If you’re hoping to write a song that really pulls on the heartstrings, here are some musical elements you’ll want to be thinking about:
- Make sure the song, and especially the chorus, uses lyrics that have a high emotional content. Your verse may be describing a situation, but by the time you get to the chorus, you need to be working hard to create an emotional response in the listener. (Ex: Before Your Love: “I’d never lived before your love/I’d never felt before your touch/ and I never needed anyone to make me feel alive/ but then again, I wasn’t really living.” – Desmond Child, Cathy Dennis, Gary Burr, (recorded by Kelly Clarkson).
- Try descending bass lines. Descending lines of any sort have a strong psychological effect, making us feel melancholy or sadness. So a progression like: C-G/B-Am-Am7/G-F… works well.
- Place minor chords at the beginning of phrases, even if the song is in major. Songs in a minor key don’t necessarily sound sad, despite what you may have assumed. But if you take a major progression and place a minor chord at the beginning of it (particularly on a repeat of the progression), you’ll convey a more introspective “sad” quality. Ex: C F G C |Am F G C.
- Experiment with slower tempos. Sometimes all it takes to convey a darker mood is to slow everything down.
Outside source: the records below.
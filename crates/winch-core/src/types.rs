use serde::{Deserialize, Serialize};
use std::collections::BTreeMap;

/// The all-zero sha GitHub uses in push payloads when there is no prior
/// state (branch creation, force-push to a new ref).
pub const GIT_EMPTY_SHA: &str = "0000000000000000000000000000000000000000";

/// Whether a computed version refers to a stable release or a prerelease
#[derive(Debug, Clone, Copy, PartialEq, Eq, Serialize, Deserialize)]
#[serde(rename_all = "lowercase")]
pub enum ReleaseType {
    Release,
    Prerelease,
}

impl ReleaseType {
    pub fn as_str(&self) -> &'static str {
        match self {
            Self::Release => "release",
            Self::Prerelease => "prerelease",
        }
    }
}

impl std::fmt::Display for ReleaseType {
    fn fmt(&self, f: &mut std::fmt::Formatter<'_>) -> std::fmt::Result {
        f.write_str(self.as_str())
    }
}

/// A computed version for one tracked path. Immutable once created;
/// the collected `path -> VersionEntry` mapping is the release action's
/// sole machine-readable output.
#[derive(Debug, Clone, PartialEq, Eq, Serialize, Deserialize)]
pub struct VersionEntry {
    pub version: String,
    /// Registry-safe tag form of `version` (no `+` characters).
    pub tag: String,
    #[serde(rename = "type")]
    pub release_type: ReleaseType,
}

/// Ordered mapping from tracked path to its computed version entry.
pub type VersionsMap = BTreeMap<String, VersionEntry>;

/// A package whose pending version differs from its released version.
/// Derived from a manifest diff; lives only within one diff pass.
#[derive(Debug, Clone, PartialEq, Eq)]
pub struct ChangedPackage {
    /// Last released version, absent when the package is new to the manifest.
    pub current: Option<String>,
    pub next: String,
}

/// A range of commits to inspect. `from` is absent when the triggering
/// event has no meaningful prior point.
#[derive(Debug, Clone, PartialEq, Eq)]
pub struct CommitRange {
    pub from: Option<String>,
    pub to: String,
}

/// A single commit as fetched from the hosting API.
#[derive(Debug, Clone, PartialEq, Eq)]
pub struct CommitInfo {
    pub sha: String,
    pub message: String,
}

impl CommitInfo {
    /// First 7 hex characters of the sha, for display.
    pub fn short_sha(&self) -> &str {
        &self.sha[..self.sha.len().min(7)]
    }
}

#[cfg(test)]
mod tests {
    use super::*;

    #[test]
    fn version_entry_serializes_type_field() {
        let entry = VersionEntry {
            version: "2.0.0-alpha.5+abc1234".to_string(),
            tag: "2.0.0-alpha.5-abc1234".to_string(),
            release_type: ReleaseType::Prerelease,
        };

        let json = serde_json::to_string(&entry).unwrap();
        assert!(json.contains("\"type\":\"prerelease\""));

        let back: VersionEntry = serde_json::from_str(&json).unwrap();
        assert_eq!(back, entry);
    }

    #[test]
    fn versions_map_output_is_ordered_by_path() {
        let mut versions = VersionsMap::new();
        versions.insert(
            "workflows/b".to_string(),
            VersionEntry {
                version: "1.0.0".to_string(),
                tag: "1.0.0".to_string(),
                release_type: ReleaseType::Release,
            },
        );
        versions.insert(
            "actions/a".to_string(),
            VersionEntry {
                version: "2.0.0".to_string(),
                tag: "2.0.0".to_string(),
                release_type: ReleaseType::Release,
            },
        );

        let json = serde_json::to_string(&versions).unwrap();
        let a = json.find("actions/a").unwrap();
        let b = json.find("workflows/b").unwrap();
        assert!(a < b);
    }

    #[test]
    fn short_sha_truncates_to_seven() {
        let commit = CommitInfo {
            sha: "abc1234def5678".to_string(),
            message: "feat: thing".to_string(),
        };
        assert_eq!(commit.short_sha(), "abc1234");
    }
}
- Use melodic leaps. The strange thing is that a large melodic leap can convey a sense of hopefulness — a kind of “Somewhere Over the Rainbow” effect. You’ll find that sadness and hopefulness can be great partners in a song. Try upward leaps, like near the beginning of the chorus of “Somebody That I Used to Know” (Gotye), and downward leaps, like at the beginning of “Man In the Mirror” (Glen Ballard, Siedah Garrett)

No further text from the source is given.